__AIM OF THE EXERCISE__:
Transcribe exactly the span of lines that begins the records and ends with the line holding "#[repr(u8)]", both boundary lines included.

** RECORDED INFORMATION follows **

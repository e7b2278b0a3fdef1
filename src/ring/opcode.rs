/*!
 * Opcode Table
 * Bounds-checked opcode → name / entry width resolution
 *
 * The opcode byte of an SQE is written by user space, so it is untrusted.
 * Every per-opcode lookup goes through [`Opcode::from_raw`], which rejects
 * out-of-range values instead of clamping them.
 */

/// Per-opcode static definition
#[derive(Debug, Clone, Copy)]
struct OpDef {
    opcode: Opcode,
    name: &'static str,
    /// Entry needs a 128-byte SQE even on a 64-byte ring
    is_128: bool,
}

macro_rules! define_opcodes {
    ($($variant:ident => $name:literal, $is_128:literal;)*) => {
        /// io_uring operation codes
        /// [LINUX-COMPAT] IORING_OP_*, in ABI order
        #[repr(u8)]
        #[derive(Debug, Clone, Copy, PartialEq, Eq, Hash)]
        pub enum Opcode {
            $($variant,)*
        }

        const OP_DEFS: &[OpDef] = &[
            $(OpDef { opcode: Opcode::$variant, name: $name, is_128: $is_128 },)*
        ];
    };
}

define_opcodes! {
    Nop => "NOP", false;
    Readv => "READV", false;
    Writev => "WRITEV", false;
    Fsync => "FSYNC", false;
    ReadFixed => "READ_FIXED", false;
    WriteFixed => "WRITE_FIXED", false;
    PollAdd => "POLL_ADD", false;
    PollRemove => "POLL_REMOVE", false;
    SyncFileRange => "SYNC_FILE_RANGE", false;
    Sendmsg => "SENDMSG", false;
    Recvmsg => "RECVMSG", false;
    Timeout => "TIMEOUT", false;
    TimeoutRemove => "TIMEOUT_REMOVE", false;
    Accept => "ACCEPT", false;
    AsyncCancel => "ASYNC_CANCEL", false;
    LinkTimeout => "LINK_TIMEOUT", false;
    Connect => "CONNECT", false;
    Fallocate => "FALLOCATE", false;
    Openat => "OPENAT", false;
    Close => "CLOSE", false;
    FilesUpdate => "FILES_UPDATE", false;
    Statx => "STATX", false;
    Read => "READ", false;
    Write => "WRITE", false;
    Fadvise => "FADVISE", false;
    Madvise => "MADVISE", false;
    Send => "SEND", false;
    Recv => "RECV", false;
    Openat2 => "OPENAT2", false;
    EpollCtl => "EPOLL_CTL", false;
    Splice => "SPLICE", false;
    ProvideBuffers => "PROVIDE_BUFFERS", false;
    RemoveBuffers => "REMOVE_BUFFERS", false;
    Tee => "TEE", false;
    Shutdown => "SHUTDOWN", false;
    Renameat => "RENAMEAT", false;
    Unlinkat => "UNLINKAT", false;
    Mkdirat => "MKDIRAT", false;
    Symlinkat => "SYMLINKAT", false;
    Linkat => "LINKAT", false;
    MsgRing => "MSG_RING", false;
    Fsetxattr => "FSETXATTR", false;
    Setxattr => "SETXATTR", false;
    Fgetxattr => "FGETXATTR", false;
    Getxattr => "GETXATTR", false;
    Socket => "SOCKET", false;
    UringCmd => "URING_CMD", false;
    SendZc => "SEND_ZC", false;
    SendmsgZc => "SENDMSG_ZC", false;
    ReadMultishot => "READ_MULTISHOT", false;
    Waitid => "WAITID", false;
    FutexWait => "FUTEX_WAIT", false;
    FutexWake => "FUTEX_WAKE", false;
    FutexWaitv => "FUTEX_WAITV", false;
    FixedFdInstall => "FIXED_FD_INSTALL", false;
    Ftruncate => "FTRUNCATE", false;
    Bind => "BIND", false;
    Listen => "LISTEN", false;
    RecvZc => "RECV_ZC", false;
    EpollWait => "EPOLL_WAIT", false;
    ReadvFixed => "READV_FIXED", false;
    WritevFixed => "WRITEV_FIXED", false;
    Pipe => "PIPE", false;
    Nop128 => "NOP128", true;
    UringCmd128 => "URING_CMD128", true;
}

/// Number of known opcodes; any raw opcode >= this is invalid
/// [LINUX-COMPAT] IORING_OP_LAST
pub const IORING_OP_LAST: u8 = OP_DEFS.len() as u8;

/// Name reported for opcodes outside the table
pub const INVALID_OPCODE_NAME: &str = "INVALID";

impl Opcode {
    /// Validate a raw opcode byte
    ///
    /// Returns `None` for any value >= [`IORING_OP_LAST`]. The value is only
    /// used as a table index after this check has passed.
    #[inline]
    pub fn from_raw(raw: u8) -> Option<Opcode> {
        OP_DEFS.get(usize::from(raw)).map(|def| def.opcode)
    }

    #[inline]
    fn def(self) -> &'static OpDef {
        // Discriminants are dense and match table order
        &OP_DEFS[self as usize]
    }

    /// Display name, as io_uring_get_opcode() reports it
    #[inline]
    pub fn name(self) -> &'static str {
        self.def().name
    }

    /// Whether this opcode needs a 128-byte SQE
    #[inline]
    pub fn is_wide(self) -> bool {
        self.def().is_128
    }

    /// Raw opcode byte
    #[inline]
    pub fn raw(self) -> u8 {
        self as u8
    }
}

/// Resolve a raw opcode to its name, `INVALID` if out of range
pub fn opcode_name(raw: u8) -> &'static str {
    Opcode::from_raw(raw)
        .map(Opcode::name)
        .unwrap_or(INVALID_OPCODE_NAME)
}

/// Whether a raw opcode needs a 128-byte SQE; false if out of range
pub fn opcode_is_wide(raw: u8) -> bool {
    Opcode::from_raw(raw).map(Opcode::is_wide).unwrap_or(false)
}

** End of RECORDED INFORMATION **

__WRITTEN REPLY__:
repository e7b2278b0a3fdef1
filename src/ring/opcode.rs
/*!
 * Opcode Table
 * Bounds-checked opcode → name / entry width resolution
 *
 * The opcode byte of an SQE is written by user space, so it is untrusted.
 * Every per-opcode lookup goes through [`Opcode::from_raw`], which rejects
 * out-of-range values instead of clamping them.
 */

/// Per-opcode static definition
#[derive(Debug, Clone, Copy)]
struct OpDef {
    opcode: Opcode,
    name: &'static str,
    /// Entry needs a 128-byte SQE even on a 64-byte ring
    is_128: bool,
}

macro_rules! define_opcodes {
    ($($variant:ident => $name:literal, $is_128:literal;)*) => {
        /// io_uring operation codes
        /// [LINUX-COMPAT] IORING_OP_*, in ABI order
        #[repr(u8)]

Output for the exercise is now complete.